You can identify POUR through clinical exams, bladder catheterization or ultrasound scans.

  • Clinical exams involve palpating the patient's suprapubic area in order to estimate the bladder's urinary volume (dullness up to the umbilicus felt upon palpation means the bladder contains roughly 500ml of urine). Pain or discomfort in the lower abdomen may indicate POUR, but the symptoms might be masked by regional anesthesia or other co-morbidities, and some patients might not be able to communicate their discomfort. As you can imagine, these methods of diagnosis are far from accurate and can result in overestimating a patient's bladder volume.
  • Bladder catheterization can be used to assess and, if need be, treat POUR. While effective in diagnosing and treating the issue, catheterizing is an invasive procedure that's uncomfortable for patients and one that could damage the urethra and cause bladder infection. Treat potential underlying causes of POUR and consider other diagnostic techniques before resorting to catheterization.
  • Ultrasound is being used in more and more facilities as an effective means for assessing POUR. It can also be used to monitor bladder volume to see if interventions are needed before volume gets too large. In recovery, ultrasound can determine if patients at high risk of POUR can be discharged without voiding. The advantages of the technology are many: It's a non-invasive way to measure bladder volume; it's easy to use; it has a short learning curve; and it provides accurate and specific measurements of a patient's bladder volume. (Clinical research suggests the technology underestimates volumes, but the approximate 25cc differences between ultrasound readings and actual measurements aren't clinically significant.)
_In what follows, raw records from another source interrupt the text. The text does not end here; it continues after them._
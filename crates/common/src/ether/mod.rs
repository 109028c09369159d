pub mod bytecode;
pub mod etherscan;
pub mod signatures;
pub mod sourcify;
pub mod sources;
use std::time::Instant;

use alloy::primitives::U256;
use eyre::eyre;
use hashbrown::HashMap;
use indexmap::IndexMap;
use mimir_common::{ether::bytecode::get_bytecode_from_target, utils::hex::ToLowerHex};
use mimir_vm::core::{
    cursor::BytecodeCursor,
    opcodes::{is_log, is_push, CALLVALUE, DUP1, EQ, ISZERO, JUMPDEST, JUMPI, PUSH32},
};
use tracing::{debug, info};

use crate::{
    error::Error,
    interfaces::{AbiEntry, EventEntry, FunctionEntry, SketchArgs},
};

/// Ring depth required by the widest idiom: the four-instruction comparison
/// tail of the dispatcher.
const DISPATCH_LOOKBACK: usize = 4;

/// Width of a function selector in bytes.
const SELECTOR_WIDTH: usize = 4;

/// The non-payable guard solc plants directly after a dispatch destination.
const VALUE_GUARD: [u8; 3] = [CALLVALUE, DUP1, ISZERO];

pub async fn sketch(args: SketchArgs) -> Result<Vec<AbiEntry>, Error> {
    // init
    let start_time = Instant::now();

    // get the bytecode from the target
    let start_fetch_time = Instant::now();
    let bytecode = get_bytecode_from_target(&args.target)
        .map_err(|e| eyre!("fetching target bytecode failed: {}", e))?;
    debug!("fetching target bytecode took {:?}", start_fetch_time.elapsed());

    // scan the instruction stream for dispatcher and log idioms
    let start_scan_time = Instant::now();
    let abi = sketch_from_bytecode(&bytecode, args.strict);
    debug!("bytecode scan took {:?}", start_scan_time.elapsed());

    info!("recovered {} abi entries from {} bytes of bytecode", abi.len(), bytecode.len());
    debug!("sketch took {:?}", start_time.elapsed());
    Ok(abi)
}

/// Scans runtime bytecode for the compiler's dispatcher and event-logging
/// idioms and returns the interface entries they reveal: events in the order
/// their LOG sites appear, then functions in selector-discovery order.
///
/// The scan never fails. Ill-formed or truncated streams, including the
/// metadata trailer real contracts end with, simply stop matching.
pub fn sketch_from_bytecode(bytecode: &[u8], strict: bool) -> Vec<AbiEntry> {
    let mut cursor = BytecodeCursor::new(bytecode, DISPATCH_LOOKBACK);

    // selector -> claimed jump destination. later sightings overwrite the
    // destination but keep the first discovery position
    let mut jumps: IndexMap<String, usize> = IndexMap::new();
    // JUMPDEST byte offset -> step at which it was decoded
    let mut dests: HashMap<usize, usize> = HashMap::new();
    // subset of dests that open with the non-payable guard
    let mut guarded: HashMap<usize, usize> = HashMap::new();
    // immediate of the most recent PUSH32
    let mut last_push32: Vec<u8> = Vec::new();

    let mut entries: Vec<AbiEntry> = Vec::new();

    while cursor.has_more() {
        let opcode = cursor.next();

        // a 32-byte push is a candidate event topic for a later LOG
        if opcode == PUSH32 {
            last_push32 = cursor.value().to_vec();
            continue;
        }

        // LOG1..LOG4 with a pending 32-byte word reports it as the topic.
        // the word is intentionally not cleared: consecutive LOGs after a
        // single PUSH32 all report the same topic
        if is_log(opcode) && !last_push32.is_empty() {
            entries.push(AbiEntry::Event(EventEntry { hash: last_push32.to_lower_hex() }));
            continue;
        }

        // JUMPDEST bookkeeping. the value guard directly after the
        // destination is three fixed-width opcodes, so byte indexing is
        // sound here
        if opcode == JUMPDEST {
            let pos = cursor.pos();
            dests.insert(pos, cursor.step());
            if bytecode.get(pos + 1..pos + 1 + VALUE_GUARD.len()) == Some(&VALUE_GUARD[..]) {
                guarded.insert(pos, cursor.step());
            }
            continue;
        }

        // the dispatcher comparison tail:
        //
        //   DUP1 PUSH4 <selector> EQ PUSHn <dest> JUMPI
        //
        // matched step-relative through the ring, with the JUMPI just
        // decoded as the newest entry. the pushes have different byte
        // widths, which is exactly why the match is by step and not by byte
        if cursor.lookbehind() >= DISPATCH_LOOKBACK &&
            cursor.at(-1) == JUMPI &&
            is_push(cursor.at(-2)) &&
            cursor.at(-3) == EQ &&
            is_push(cursor.at(-4))
        {
            let selector = selector_hex(cursor.value_at(-4));
            let dest: usize =
                U256::from_be_slice(cursor.value_at(-2)).try_into().unwrap_or(usize::MAX);
            jumps.insert(selector, dest);
        }
    }

    // claimed destinations are not validated against observed JUMPDESTs by
    // default; strict mode drops selectors whose destination never appeared
    for (selector, dest) in jumps {
        if strict && !dests.contains_key(&dest) {
            debug!("dropping selector {} with unobserved jump destination {:#x}", selector, dest);
            continue;
        }
        entries.push(AbiEntry::Function(FunctionEntry {
            selector,
            payable: !guarded.contains_key(&dest),
        }));
    }

    entries
}

/// Renders a selector push immediate as a `0x`-prefixed lowercase hex string
/// of exactly 4 bytes. Short pushes are left-padded (solc may emit `PUSHk`,
/// `k < 4`, when the selector's high bytes are zero); oversized immediates
/// keep their low-order 4 bytes, matching big-endian interpretation.
fn selector_hex(immediate: &[u8]) -> String {
    let mut selector = [0u8; SELECTOR_WIDTH];
    if immediate.len() >= SELECTOR_WIDTH {
        selector.copy_from_slice(&immediate[immediate.len() - SELECTOR_WIDTH..]);
    } else {
        selector[SELECTOR_WIDTH - immediate.len()..].copy_from_slice(immediate);
    }
    selector.to_lower_hex()
}

#[cfg(test)]
mod tests {
    use super::*;

    #[test]
    fn test_empty_bytecode() {
        assert!(sketch_from_bytecode(&[], false).is_empty());
    }

    #[test]
    fn test_single_selector_payable() {
        // DUP1 PUSH4 2e64cec1 EQ PUSH1 37 JUMPI STOP
        let bytecode = [0x80, 0x63, 0x2e, 0x64, 0xce, 0xc1, 0x14, 0x60, 0x37, 0x57, 0x00];
        let abi = sketch_from_bytecode(&bytecode, false);

        assert_eq!(
            abi,
            vec![AbiEntry::Function(FunctionEntry {
                selector: "0x2e64cec1".to_string(),
                payable: true,
            })]
        );
    }

    #[test]
    fn test_selector_with_short_push_is_left_padded() {
        // DUP1 PUSH2 0001 EQ PUSH1 40 JUMPI STOP: solc drops the selector's
        // leading zero bytes
        let bytecode = [0x80, 0x61, 0x00, 0x01, 0x14, 0x60, 0x40, 0x57, 0x00];
        let abi = sketch_from_bytecode(&bytecode, false);

        assert_eq!(
            abi,
            vec![AbiEntry::Function(FunctionEntry {
                selector: "0x00000001".to_string(),
                payable: true,
            })]
        );
    }

    #[test]
    fn test_full_width_selector_with_leading_zeros() {
        // the same selector emitted literally as PUSH4 with leading zeros
        let bytecode = [0x80, 0x63, 0x00, 0x00, 0x00, 0x01, 0x14, 0x60, 0x40, 0x57, 0x00];
        let abi = sketch_from_bytecode(&bytecode, false);

        assert_eq!(
            abi,
            vec![AbiEntry::Function(FunctionEntry {
                selector: "0x00000001".to_string(),
                payable: true,
            })]
        );
    }

    #[test]
    fn test_non_payable_guard_clears_payability() {
        // DUP1 PUSH4 2e64cec1 EQ PUSH1 0b JUMPI STOP, then JUMPDEST
        // CALLVALUE DUP1 ISZERO at offset 0x0b
        let bytecode = [
            0x80, 0x63, 0x2e, 0x64, 0xce, 0xc1, 0x14, 0x60, 0x0b, 0x57, 0x00, 0x5b, 0x34, 0x80,
            0x15,
        ];
        let abi = sketch_from_bytecode(&bytecode, false);

        assert_eq!(
            abi,
            vec![AbiEntry::Function(FunctionEntry {
                selector: "0x2e64cec1".to_string(),
                payable: false,
            })]
        );
    }

    #[test]
    fn test_jumpdest_without_guard_stays_payable() {
        // destination exists but opens with STOP instead of the guard
        let bytecode =
            [0x80, 0x63, 0x2e, 0x64, 0xce, 0xc1, 0x14, 0x60, 0x0b, 0x57, 0x00, 0x5b, 0x00];
        let abi = sketch_from_bytecode(&bytecode, false);

        assert_eq!(
            abi,
            vec![AbiEntry::Function(FunctionEntry {
                selector: "0x2e64cec1".to_string(),
                payable: true,
            })]
        );
    }

    #[test]
    fn test_event_topic_from_push32_log() {
        let mut bytecode = vec![0x7f];
        bytecode.extend_from_slice(&[0xab; 32]);
        bytecode.push(0xa1);

        let abi = sketch_from_bytecode(&bytecode, false);
        assert_eq!(
            abi,
            vec![AbiEntry::Event(EventEntry {
                hash: format!("0x{}", "ab".repeat(32)),
            })]
        );
    }

    #[test]
    fn test_consecutive_logs_repeat_the_topic() {
        // PUSH32 <T> LOG1 LOG2: the topic word is not cleared between LOGs
        let mut bytecode = vec![0x7f];
        bytecode.extend_from_slice(&[0xcd; 32]);
        bytecode.push(0xa1);
        bytecode.push(0xa2);

        let abi = sketch_from_bytecode(&bytecode, false);
        assert_eq!(abi.len(), 2);
        assert_eq!(abi[0], abi[1]);
    }

    #[test]
    fn test_log_without_push32_is_ignored() {
        let bytecode = [0xa1, 0xa2, 0x00];
        assert!(sketch_from_bytecode(&bytecode, false).is_empty());
    }

    #[test]
    fn test_truncated_tail_is_absorbed() {
        // a dispatcher entry followed by a PUSH1 with no operand byte
        let bytecode = [0x80, 0x63, 0x2e, 0x64, 0xce, 0xc1, 0x14, 0x60, 0x37, 0x57, 0x60];
        let abi = sketch_from_bytecode(&bytecode, false);

        assert_eq!(abi.len(), 1);
    }

    #[test]
    fn test_short_stream_cannot_match_dispatcher() {
        // EQ PUSH1 37 JUMPI: only three decoded steps of history
        let bytecode = [0x14, 0x60, 0x37, 0x57];
        assert!(sketch_from_bytecode(&bytecode, false).is_empty());
    }

    #[test]
    fn test_duplicate_selector_last_destination_wins() {
        // the same selector dispatched twice, second time to a guarded
        // destination at 0x16
        let bytecode = [
            0x80, 0x63, 0x2e, 0x64, 0xce, 0xc1, 0x14, 0x60, 0x37, 0x57, // -> 0x37
            0x80, 0x63, 0x2e, 0x64, 0xce, 0xc1, 0x14, 0x60, 0x16, 0x57, // -> 0x16
            0x00, 0x00, 0x5b, 0x34, 0x80, 0x15,
        ];
        let abi = sketch_from_bytecode(&bytecode, false);

        assert_eq!(
            abi,
            vec![AbiEntry::Function(FunctionEntry {
                selector: "0x2e64cec1".to_string(),
                payable: false,
            })]
        );
    }

    #[test]
    fn test_strict_drops_unobserved_destinations() {
        // destination 0x37 never appears as a JUMPDEST
        let bytecode = [0x80, 0x63, 0x2e, 0x64, 0xce, 0xc1, 0x14, 0x60, 0x37, 0x57, 0x00];

        assert_eq!(sketch_from_bytecode(&bytecode, false).len(), 1);
        assert!(sketch_from_bytecode(&bytecode, true).is_empty());
    }

    #[test]
    fn test_events_precede_functions_in_output() {
        let mut bytecode = vec![0x7f];
        bytecode.extend_from_slice(&[0xee; 32]);
        bytecode.push(0xa1);
        bytecode
            .extend_from_slice(&[0x80, 0x63, 0x2e, 0x64, 0xce, 0xc1, 0x14, 0x60, 0x37, 0x57]);

        let abi = sketch_from_bytecode(&bytecode, false);
        assert_eq!(abi.len(), 2);
        assert!(matches!(abi[0], AbiEntry::Event(_)));
        assert!(matches!(abi[1], AbiEntry::Function(_)));
    }

    #[test]
    fn test_scan_is_pure() {
        let bytecode = [
            0x80, 0x63, 0x2e, 0x64, 0xce, 0xc1, 0x14, 0x60, 0x0b, 0x57, 0x00, 0x5b, 0x34, 0x80,
            0x15,
        ];
        assert_eq!(
            sketch_from_bytecode(&bytecode, false),
            sketch_from_bytecode(&bytecode, false)
        );
    }

    #[test]
    fn test_selector_shapes_are_canonical() {
        let bytecode = [0x80, 0x61, 0x00, 0x01, 0x14, 0x60, 0x40, 0x57, 0x00];
        for entry in sketch_from_bytecode(&bytecode, false) {
            if let AbiEntry::Function(function) = entry {
                assert_eq!(function.selector.len(), 10);
                assert_eq!(function.selector, function.selector.to_lowercase());
            }
        }
    }
}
3. What are the risk factors?
The elderly are at greater risk of developing POUR, with rates of incidence more than doubling after the age of 50 years. Men are more likely to experience POUR than women. Diabetics and alcoholics are also at increased risk. Medications typically administered during surgery, including anticholinergic agents, beta-blockers and sympathomimetics, can impair proper bladder function. Administering more than 250ml of intravenous fluid before surgery, which can lead to over-distention of the bladder, is a risk factor. Longer surgeries have also been linked to POUR, as have inguinal hernia repairs, urologic surgeries and lower-limb orthopedic procedures.

4. What complications can arise?
Patients experiencing pain from over-distended bladders may suffer from vomiting, heart arrhythmia, hypotension and hypertension, to name a few potentially serious adverse events. Patients who are catheterized due to POUR are at heightened risk of developing urinary tract infections. Experimental studies show that bladder over-distention caused by POUR can result in long-term bladder dysfunction that impacts the ability to void.

5. Discharge without voiding?
Bladder catheterization is viewed as the go-to option for treating POUR, but you may be able to limit catheterizations to only those patients who truly need it. You may even be able to send some high-risk patients home before they void.

Start by assessing a patient's risk factors for POUR (see "Risk Factors to Consider"). Following surgery, use ultrasound to measure the bladder volume in high-risk patients who've yet to void, but are ready to be discharged. You can send patients with bladder volume less than 600ml home without voiding. Catheterize (in and out) high-risk patients when post-op bladder volume exceeds 600ml over 2 hours. If high-risk patients void spontaneously, however, you can discharge them after you check leftover bladder volume. You can safely discharge patients presenting with no risk factors for POUR without voiding. All patients sent home without voiding should seek medical attention if they haven't yet urinated 8 hours after discharge.